Thirdly, and most importantly, we must embrace and cherish our dreams for the Earth. We are creating with our imaginations a period of rebuilding, where the intercommunion of all species will guide our life activities. We must come to understand that these dreams of ours do not originate in our brains alone. We are the space where the Earth dreams. We are the imagination of the Earth, that precious realm where visions and organizing hopes can be spoken with a discriminating awareness not otherwise present in the Earth system. We are the mind and heart of the Earth only in so far as we enable Earth to organize its activities through self-reflexive awareness. That is our larger destiny: to allow the Earth to organize itself in a new way, in a manner impossible through all the billions of years preceding humanity.

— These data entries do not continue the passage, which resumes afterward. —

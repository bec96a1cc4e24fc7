#![doc = r#"
NDVICHIP: build object-detection training chips from NDVI difference GeoTIFFs.

This crate turns paired-year NDVI difference rasters and vector treatment polygons
into a tiled, labelled dataset: fixed-size GeoTIFF chips plus a table mapping each
chip to the annotation geometry intersecting it, in chip pixel coordinates with
bounding boxes and class labels. It powers the `ndvichip` CLI and can be embedded in
your own Rust applications.

Stability
---------
The public library API is experimental in initial releases and may evolve.
Breaking changes can occur.

Requirements
------------
- GDAL development headers and runtime available on your system.
- Rust 2024 edition toolchain.

Build a dataset
---------------
```rust,no_run
use std::path::Path;
use ndvichip::{make_chip_dataset, AnnotationSchema, ChipSize, DatasetParams};

fn main() -> ndvichip::Result<()> {
    let params = DatasetParams {
        chip_size: ChipSize::square(256),
        num_workers: Some(8),
        ..Default::default()
    };

    let dataset = make_chip_dataset(
        Path::new("/data/treatments.shp"),
        Path::new("/data/ndvi"),
        Path::new("/out"),
        &params,
        &AnnotationSchema::default(),
    )?;

    println!(
        "rows={} chips={} failures={}",
        dataset.rows.len(),
        dataset.report.chips_written,
        dataset.report.failures.len()
    );
    Ok(())
}
```

Chip a single raster in memory
------------------------------
```rust,no_run
use std::path::Path;
use ndvichip::{chip_geotiff_to_buffers, ChipSize};

fn main() -> ndvichip::Result<()> {
    let raster = chip_geotiff_to_buffers(
        Path::new("/data/ndvi/A12_Expanded_2015to2019_NDVI_Difference.tif"),
        ChipSize::square(512),
    )?;
    for chip in &raster.chips {
        println!("{:?} at {:?} (EPSG:{})", chip.window, chip.origin, raster.epsg);
    }
    Ok(())
}
```

Pixel and geographic coordinates
--------------------------------
```rust
use ndvichip::core::georef::{GeoTransform, Georef};
use ndvichip::core::processing::translate::{pixel_to_geo, geo_to_pixel, PixelInput};

fn main() -> ndvichip::Result<()> {
    let chip = Georef::new(
        GeoTransform([500_000.0, 10.0, 0.0, 4_200_000.0, 0.0, -10.0]),
        256,
        256,
        "EPSG:32611",
    );
    let geo = pixel_to_geo(PixelInput::Text("((0 0, 10 0, 10 10, 0 10))".into()), &chip, 0.0)?;
    let pixels = geo_to_pixel(&geo, &chip, 0.0)?;
    assert_eq!(pixels.exterior().0.len(), 5);
    Ok(())
}
```

Error handling
--------------
All public functions return `ndvichip::Result<T>`; match on `ndvichip::Error` to handle
specific cases.

```rust,no_run
use std::path::Path;
use ndvichip::{make_chip_dataset, AnnotationSchema, DatasetParams, Error};

fn main() {
    let params = DatasetParams::default();
    match make_chip_dataset(
        Path::new("/data/treatments.shp"),
        Path::new("/data/ndvi"),
        Path::new("/out"),
        &params,
        &AnnotationSchema::default(),
    ) {
        Ok(dataset) => println!("{} rows", dataset.rows.len()),
        Err(Error::MissingSource(e)) => eprintln!("Nothing to chip: {e}"),
        Err(Error::EmptyDataset { found, required }) => {
            eprintln!("Only {found} rows, need {required}")
        }
        Err(other) => eprintln!("Other error: {other}"),
    }
}
```

Useful modules
--------------
- [`api`]: high-level, ergonomic entry points.
- [`core`]: georeferencing, parameters, and the chipping/alignment/labelling steps.
- [`types`]: shared types (e.g. `YearPair`, `ChipSize`, `ChipWindow`, `FlattenMode`).
- [`io`]: GDAL raster/vector readers, filename convention, and writers.
- [`error`]: crate-level `Error` and `Result`.
"#]

// Core modules (public)
pub mod api;
pub mod core;
pub mod error;
pub mod io;
pub mod types;

#[cfg(test)]
pub(crate) mod test_support;

// Curated public API surface
// Types
pub use core::georef::{GeoIndex, GeoTransform, Georef};
pub use core::params::{AnnotationSchema, DatasetParams};
pub use error::{Error, Result};
pub use types::{
    Annotation, AnnotationGeometry, BBox, ChipAnnotationRow, ChipSize, ChipWindow, ClassLabel,
    CoordFrame, FlattenMode, PixelBounds, ProjectedAnnotations, YearPair,
};

// Readers
pub use io::gdal::{GdalError, GdalMetadata, GdalRaster, RasterSource};
pub use io::naming::{FilenameParser, NdviDifferenceNames, RasterName, build_filename};
pub use io::vector::load_annotations;

// Processing steps
pub use core::processing::assemble::{
    ChipDataset, DatasetReport, DatasetRow, RasterFailure, RasterOutcome,
};
pub use core::processing::labels::{ClassEncoder, TreatmentEncoder};
pub use core::processing::translate::{PixelInput, geo_to_pixel, pixel_to_geo};

// High-level API re-exports
pub use api::{
    ChipBuffer, ChippedRaster, chip_geotiff_to_buffers, export_dataset_csv,
    load_projected_annotations, make_chip_dataset, make_chip_dataset_with,
};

Who knows what rich possibilities await a planet—and its heart and mind—that have [sic] achieved this vastly more rich and complex mode of life? <138–9)

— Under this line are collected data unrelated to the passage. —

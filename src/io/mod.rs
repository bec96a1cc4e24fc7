//! I/O layer: GDAL-backed raster reading, OGR annotation loading, the NDVI
//! difference filename convention, and `writers` for GeoTIFF chips, CSV tables
//! and JSON summaries.
pub mod gdal;
pub use gdal::{GdalError, GdalMetadata, GdalRaster, RasterSource};

pub mod naming;
pub use naming::{FilenameParser, NdviDifferenceNames, RasterName};

pub mod vector;
pub use vector::load_annotations;

pub mod writers;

[THOMAS:] Remember how elementary particles spontaneously erupt out of no-thing-ness, the ultimate realm of generation? Emptiness is permeated with the urgency to leap forth. The difficulty is with language: when we say emptiness, we fail to evoke any sense of awe for the truth of the matter.
We can use another word: the ground of being is generosity. The ultimate source of all that is, the support and well of being, is Ultimate Generosity. All being comes forth and shines, glimmers and glistens, because the root reality of the universe is generosity of being. That's why the ground of being is empty: every thing has been given over to the universe; all existence has been poured forth; all being has gushed forth because Ultimate Generosity retains no thing. (146)

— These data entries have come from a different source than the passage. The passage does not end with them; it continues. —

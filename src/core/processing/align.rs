//! Geometry alignment: intersect annotation parts with chip footprints.
use std::path::Path;

use geo::{Area, BooleanOps, Intersects};
use geo_types::Polygon;

use crate::core::georef::GeoTransform;
use crate::types::{Annotation, ChipAnnotationRow, CoordFrame, YearPair};

/// Geographic polygon covered by a `width` x `height` chip with `transform`.
pub fn chip_footprint(transform: &GeoTransform, width: usize, height: usize) -> Polygon<f64> {
    transform.footprint(width, height)
}

/// All constituent polygons of the annotations recorded for `years`.
pub fn parts_for_years(annotations: &[Annotation], years: YearPair) -> Vec<Polygon<f64>> {
    annotations
        .iter()
        .filter(|a| a.years == years)
        .flat_map(|a| a.geometry.parts())
        .collect()
}

/// Areal pieces of `part` inside `footprint`.
pub fn clip_to_footprint(part: &Polygon<f64>, footprint: &Polygon<f64>) -> Vec<Polygon<f64>> {
    if !part.intersects(footprint) {
        return Vec::new();
    }
    part.intersection(footprint)
        .0
        .into_iter()
        .filter(|p| p.unsigned_area() > 0.0)
        .collect()
}

/// Rows for one chip: one per areal intersection piece, or a single placeholder
/// row with no geometry when nothing intersects.
pub fn align_chip(
    chip_path: &Path,
    footprint: &Polygon<f64>,
    years: YearPair,
    parts: &[Polygon<f64>],
) -> Vec<ChipAnnotationRow> {
    let row = |geometry| ChipAnnotationRow {
        chip_path: chip_path.to_path_buf(),
        years,
        frame: CoordFrame::Geographic,
        geometry,
    };
    let mut rows: Vec<ChipAnnotationRow> = parts
        .iter()
        .flat_map(|part| clip_to_footprint(part, footprint))
        .map(|piece| row(Some(piece)))
        .collect();
    if rows.is_empty() {
        rows.push(row(None));
    }
    rows
}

YOUTH: I don't know whether to be excited or angry. There's so much, I'm so full of questions and plans, and I know it's going to leak away. I know I'll forget so much of this. Can you help me remember somehow?
THOMAS: We are talking about powers, and we've discussed six of them altogether: allurement, sensitivity, memory, adventurous play, unseen shaping, and celebration....We've pointed out ways in which they are presented to us. That is, we looked at the night sky and reflected on allurement. We examined the seas and talked of absorptions, assimilation, and sensitivity in general.... We say the dynamic of memory in the way the land remembers. We looked at the life forms and found there the presence of adventurous play, in exploration, free activity, and imagination.... Then we considered the flame, probing the meaning of the self, seeing in each of these the presence of unseen shaping. Finally, we considered wind and saw there the expansion of being, the dynamic of celebration. So: the night sky, sea, land, life forms, fire, wind. That's easy enough to remember. (149)
[THOMAS:] If the collision of tectonic plates gives rise to earthquakes, the emergence of the cosmic story gives rise to humanquakes. Think of it! For the first time in human history, we have in common an origin story of the universe that already captivates minds on every continent of our planet. No matter what racial, religious, cultural, or national background, humans now have a unifying language out of which we can begin to organize ourselves, for the first time, on the level of species.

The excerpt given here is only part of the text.